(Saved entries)
- Opening Delimiter -

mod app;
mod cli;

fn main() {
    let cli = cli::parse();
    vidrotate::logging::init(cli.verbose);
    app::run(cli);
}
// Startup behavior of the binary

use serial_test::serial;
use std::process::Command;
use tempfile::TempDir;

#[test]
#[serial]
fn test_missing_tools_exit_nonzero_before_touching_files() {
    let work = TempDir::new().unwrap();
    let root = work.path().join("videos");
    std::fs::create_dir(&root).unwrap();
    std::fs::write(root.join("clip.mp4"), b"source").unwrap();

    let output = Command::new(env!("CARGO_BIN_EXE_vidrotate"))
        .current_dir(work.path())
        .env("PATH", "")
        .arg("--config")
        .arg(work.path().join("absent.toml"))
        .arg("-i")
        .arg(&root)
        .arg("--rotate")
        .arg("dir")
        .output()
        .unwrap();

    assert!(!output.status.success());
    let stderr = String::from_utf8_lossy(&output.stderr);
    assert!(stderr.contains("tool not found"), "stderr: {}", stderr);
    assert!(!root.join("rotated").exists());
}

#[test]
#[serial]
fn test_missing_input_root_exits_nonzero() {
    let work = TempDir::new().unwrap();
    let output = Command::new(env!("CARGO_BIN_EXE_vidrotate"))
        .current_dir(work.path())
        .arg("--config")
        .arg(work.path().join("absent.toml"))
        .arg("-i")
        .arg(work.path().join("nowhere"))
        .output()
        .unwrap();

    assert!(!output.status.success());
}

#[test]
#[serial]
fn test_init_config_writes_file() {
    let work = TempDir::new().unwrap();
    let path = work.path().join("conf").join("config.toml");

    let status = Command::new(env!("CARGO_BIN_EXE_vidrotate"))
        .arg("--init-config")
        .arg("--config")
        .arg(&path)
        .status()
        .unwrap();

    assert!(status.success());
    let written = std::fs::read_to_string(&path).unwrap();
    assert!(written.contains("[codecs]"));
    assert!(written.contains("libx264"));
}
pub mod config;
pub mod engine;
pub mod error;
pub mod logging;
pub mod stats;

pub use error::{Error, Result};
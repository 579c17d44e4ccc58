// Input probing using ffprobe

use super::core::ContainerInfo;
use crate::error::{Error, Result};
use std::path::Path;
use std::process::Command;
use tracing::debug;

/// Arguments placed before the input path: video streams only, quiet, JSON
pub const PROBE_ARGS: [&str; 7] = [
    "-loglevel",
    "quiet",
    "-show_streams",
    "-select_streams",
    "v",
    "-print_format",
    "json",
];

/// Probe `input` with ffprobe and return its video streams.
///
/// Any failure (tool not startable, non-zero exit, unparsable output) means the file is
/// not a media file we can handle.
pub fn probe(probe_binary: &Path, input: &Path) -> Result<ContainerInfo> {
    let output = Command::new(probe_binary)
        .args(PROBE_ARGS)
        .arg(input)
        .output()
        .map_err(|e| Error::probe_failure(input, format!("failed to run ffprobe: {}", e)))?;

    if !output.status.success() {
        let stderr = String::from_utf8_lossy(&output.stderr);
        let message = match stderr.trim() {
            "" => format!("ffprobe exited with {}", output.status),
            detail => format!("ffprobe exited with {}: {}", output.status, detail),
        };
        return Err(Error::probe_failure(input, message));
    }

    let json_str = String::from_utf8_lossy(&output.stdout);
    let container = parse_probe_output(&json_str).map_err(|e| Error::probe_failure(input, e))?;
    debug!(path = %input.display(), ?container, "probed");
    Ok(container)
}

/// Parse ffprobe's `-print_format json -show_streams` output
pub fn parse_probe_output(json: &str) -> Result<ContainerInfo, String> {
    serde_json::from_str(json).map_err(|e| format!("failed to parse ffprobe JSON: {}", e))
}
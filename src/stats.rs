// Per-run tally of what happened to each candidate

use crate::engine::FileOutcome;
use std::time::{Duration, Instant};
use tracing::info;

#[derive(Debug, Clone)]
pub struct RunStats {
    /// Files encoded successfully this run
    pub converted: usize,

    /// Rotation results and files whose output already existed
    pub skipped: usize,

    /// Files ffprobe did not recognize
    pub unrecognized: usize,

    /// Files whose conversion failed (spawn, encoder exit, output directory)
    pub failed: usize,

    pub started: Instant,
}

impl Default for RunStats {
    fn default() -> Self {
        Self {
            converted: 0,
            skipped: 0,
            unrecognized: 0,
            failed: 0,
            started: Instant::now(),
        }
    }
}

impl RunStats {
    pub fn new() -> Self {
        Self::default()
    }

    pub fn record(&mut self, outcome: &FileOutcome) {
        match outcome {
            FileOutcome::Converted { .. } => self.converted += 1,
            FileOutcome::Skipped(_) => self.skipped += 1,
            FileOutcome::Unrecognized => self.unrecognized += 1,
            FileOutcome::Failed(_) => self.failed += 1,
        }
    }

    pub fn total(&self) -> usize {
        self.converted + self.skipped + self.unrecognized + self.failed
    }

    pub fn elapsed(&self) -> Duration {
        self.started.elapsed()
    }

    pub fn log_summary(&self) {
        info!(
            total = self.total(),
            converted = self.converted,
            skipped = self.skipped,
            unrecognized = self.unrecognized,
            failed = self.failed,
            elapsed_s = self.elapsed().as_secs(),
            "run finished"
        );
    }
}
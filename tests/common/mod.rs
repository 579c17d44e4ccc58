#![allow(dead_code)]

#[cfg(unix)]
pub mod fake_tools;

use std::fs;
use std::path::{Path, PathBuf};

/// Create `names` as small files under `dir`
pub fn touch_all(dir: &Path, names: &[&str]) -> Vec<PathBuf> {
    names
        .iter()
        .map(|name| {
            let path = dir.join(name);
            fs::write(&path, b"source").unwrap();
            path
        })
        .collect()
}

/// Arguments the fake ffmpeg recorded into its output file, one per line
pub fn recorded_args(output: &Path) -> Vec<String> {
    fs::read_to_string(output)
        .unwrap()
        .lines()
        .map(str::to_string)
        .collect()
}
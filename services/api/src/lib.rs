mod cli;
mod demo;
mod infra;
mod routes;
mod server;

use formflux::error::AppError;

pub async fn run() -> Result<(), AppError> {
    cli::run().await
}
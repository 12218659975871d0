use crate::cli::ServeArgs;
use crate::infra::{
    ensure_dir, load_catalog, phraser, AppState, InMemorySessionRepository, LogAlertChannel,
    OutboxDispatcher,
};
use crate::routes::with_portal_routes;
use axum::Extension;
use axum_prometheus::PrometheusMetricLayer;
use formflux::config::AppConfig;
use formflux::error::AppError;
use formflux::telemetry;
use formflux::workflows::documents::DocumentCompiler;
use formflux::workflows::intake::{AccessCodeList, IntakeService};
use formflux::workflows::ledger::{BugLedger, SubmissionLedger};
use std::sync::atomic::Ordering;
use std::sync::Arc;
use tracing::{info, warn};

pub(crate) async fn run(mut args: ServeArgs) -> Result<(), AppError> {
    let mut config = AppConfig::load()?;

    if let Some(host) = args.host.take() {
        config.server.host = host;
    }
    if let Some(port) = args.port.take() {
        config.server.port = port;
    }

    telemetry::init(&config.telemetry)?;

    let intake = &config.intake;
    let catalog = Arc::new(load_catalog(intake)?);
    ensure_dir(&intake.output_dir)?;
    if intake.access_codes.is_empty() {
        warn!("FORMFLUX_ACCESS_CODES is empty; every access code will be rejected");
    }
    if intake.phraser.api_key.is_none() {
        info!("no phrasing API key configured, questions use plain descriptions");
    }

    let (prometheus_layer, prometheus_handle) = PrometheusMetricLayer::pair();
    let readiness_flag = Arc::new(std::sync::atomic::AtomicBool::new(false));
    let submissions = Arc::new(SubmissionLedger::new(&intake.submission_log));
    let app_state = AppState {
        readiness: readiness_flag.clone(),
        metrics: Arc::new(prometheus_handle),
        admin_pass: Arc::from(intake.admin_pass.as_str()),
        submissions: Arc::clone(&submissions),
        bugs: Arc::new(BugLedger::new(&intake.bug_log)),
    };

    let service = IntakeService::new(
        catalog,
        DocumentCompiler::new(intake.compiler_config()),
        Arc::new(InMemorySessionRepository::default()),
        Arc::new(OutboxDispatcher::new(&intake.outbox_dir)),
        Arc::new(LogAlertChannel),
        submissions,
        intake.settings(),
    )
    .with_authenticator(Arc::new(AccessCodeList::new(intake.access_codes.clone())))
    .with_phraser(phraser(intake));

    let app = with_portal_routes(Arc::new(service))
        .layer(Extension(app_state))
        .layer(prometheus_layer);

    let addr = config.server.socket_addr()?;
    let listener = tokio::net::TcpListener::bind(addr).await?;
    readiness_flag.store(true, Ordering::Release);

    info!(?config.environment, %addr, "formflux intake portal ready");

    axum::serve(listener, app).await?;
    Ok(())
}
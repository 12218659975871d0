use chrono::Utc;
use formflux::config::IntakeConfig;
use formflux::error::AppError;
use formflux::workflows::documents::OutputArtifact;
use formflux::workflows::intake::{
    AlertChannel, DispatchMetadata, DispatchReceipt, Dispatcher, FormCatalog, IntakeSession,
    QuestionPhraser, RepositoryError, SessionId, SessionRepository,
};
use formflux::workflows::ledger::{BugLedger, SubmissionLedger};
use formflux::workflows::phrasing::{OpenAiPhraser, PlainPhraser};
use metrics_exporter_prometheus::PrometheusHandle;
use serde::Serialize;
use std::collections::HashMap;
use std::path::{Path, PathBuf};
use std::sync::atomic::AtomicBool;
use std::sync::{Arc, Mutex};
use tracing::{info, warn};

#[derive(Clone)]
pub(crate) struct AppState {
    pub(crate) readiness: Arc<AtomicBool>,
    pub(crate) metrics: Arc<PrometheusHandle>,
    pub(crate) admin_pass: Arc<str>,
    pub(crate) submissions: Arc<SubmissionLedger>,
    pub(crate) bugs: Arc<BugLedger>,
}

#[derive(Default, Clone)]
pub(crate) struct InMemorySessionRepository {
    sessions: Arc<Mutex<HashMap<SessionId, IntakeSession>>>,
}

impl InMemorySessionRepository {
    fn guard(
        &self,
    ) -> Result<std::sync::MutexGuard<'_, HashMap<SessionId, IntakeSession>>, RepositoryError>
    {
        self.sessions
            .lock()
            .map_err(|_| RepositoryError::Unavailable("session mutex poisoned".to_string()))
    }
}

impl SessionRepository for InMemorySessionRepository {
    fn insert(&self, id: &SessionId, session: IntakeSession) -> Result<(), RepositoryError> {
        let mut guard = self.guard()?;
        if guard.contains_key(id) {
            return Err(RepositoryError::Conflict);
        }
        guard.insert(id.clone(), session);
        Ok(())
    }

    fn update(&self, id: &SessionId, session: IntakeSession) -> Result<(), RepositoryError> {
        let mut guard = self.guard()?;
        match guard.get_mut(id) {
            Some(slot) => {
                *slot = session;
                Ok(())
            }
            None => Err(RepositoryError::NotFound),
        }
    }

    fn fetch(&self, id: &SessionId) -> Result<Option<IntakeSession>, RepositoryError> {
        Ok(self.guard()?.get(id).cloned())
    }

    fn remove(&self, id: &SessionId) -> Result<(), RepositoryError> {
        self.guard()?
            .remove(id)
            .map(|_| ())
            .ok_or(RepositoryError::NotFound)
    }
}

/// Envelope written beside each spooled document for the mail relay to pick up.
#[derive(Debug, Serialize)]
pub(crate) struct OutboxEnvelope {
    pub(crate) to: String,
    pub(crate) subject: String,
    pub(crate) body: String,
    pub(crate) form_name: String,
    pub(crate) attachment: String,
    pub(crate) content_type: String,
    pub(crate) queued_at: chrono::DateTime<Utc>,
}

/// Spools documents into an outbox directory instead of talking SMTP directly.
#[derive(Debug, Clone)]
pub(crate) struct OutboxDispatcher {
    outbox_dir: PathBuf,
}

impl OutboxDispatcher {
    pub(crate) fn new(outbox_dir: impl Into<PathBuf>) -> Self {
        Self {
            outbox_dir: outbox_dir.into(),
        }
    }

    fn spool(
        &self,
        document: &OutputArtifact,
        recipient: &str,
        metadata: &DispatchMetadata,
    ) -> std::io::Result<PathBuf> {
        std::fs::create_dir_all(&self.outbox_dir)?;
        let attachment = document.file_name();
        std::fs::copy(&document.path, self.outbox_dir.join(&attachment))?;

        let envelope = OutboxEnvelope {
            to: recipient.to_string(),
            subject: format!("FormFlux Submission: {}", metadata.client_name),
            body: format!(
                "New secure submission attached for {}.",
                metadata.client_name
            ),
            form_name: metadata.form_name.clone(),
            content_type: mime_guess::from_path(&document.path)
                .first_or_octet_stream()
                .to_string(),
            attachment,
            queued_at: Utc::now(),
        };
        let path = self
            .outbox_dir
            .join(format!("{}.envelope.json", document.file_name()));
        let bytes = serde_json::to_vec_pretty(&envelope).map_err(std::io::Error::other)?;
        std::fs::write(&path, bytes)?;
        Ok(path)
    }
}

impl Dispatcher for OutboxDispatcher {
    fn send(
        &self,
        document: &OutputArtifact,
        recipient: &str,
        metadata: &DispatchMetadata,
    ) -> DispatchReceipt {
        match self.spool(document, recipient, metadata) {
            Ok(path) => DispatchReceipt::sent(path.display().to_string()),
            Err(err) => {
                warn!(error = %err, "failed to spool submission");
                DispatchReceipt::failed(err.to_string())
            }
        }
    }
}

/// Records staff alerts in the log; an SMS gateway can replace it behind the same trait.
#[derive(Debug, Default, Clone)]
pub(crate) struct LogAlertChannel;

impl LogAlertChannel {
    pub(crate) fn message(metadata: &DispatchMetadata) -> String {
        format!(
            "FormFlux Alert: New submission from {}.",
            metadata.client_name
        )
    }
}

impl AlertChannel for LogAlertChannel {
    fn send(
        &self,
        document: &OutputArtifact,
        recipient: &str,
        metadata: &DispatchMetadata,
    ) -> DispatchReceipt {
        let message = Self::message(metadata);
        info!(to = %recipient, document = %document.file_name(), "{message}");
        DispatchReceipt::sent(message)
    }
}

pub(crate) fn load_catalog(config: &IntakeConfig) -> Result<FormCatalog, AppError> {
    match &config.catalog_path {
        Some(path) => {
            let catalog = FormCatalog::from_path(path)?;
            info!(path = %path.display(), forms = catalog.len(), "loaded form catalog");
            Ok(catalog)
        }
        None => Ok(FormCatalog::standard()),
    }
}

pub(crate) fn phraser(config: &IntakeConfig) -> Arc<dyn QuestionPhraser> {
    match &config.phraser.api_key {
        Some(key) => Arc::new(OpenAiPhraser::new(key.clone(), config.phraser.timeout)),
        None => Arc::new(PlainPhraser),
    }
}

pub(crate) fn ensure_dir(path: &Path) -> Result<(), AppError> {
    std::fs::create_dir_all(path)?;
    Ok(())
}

- Closing Delimiter -

Reading through the records above, report each line in which the string "display" is found.

    debug!(path = %input.display(), ?container, "probed");
            Ok(path) => DispatchReceipt::sent(path.display().to_string()),
            info!(path = %path.display(), forms = catalog.len(), "loaded form catalog");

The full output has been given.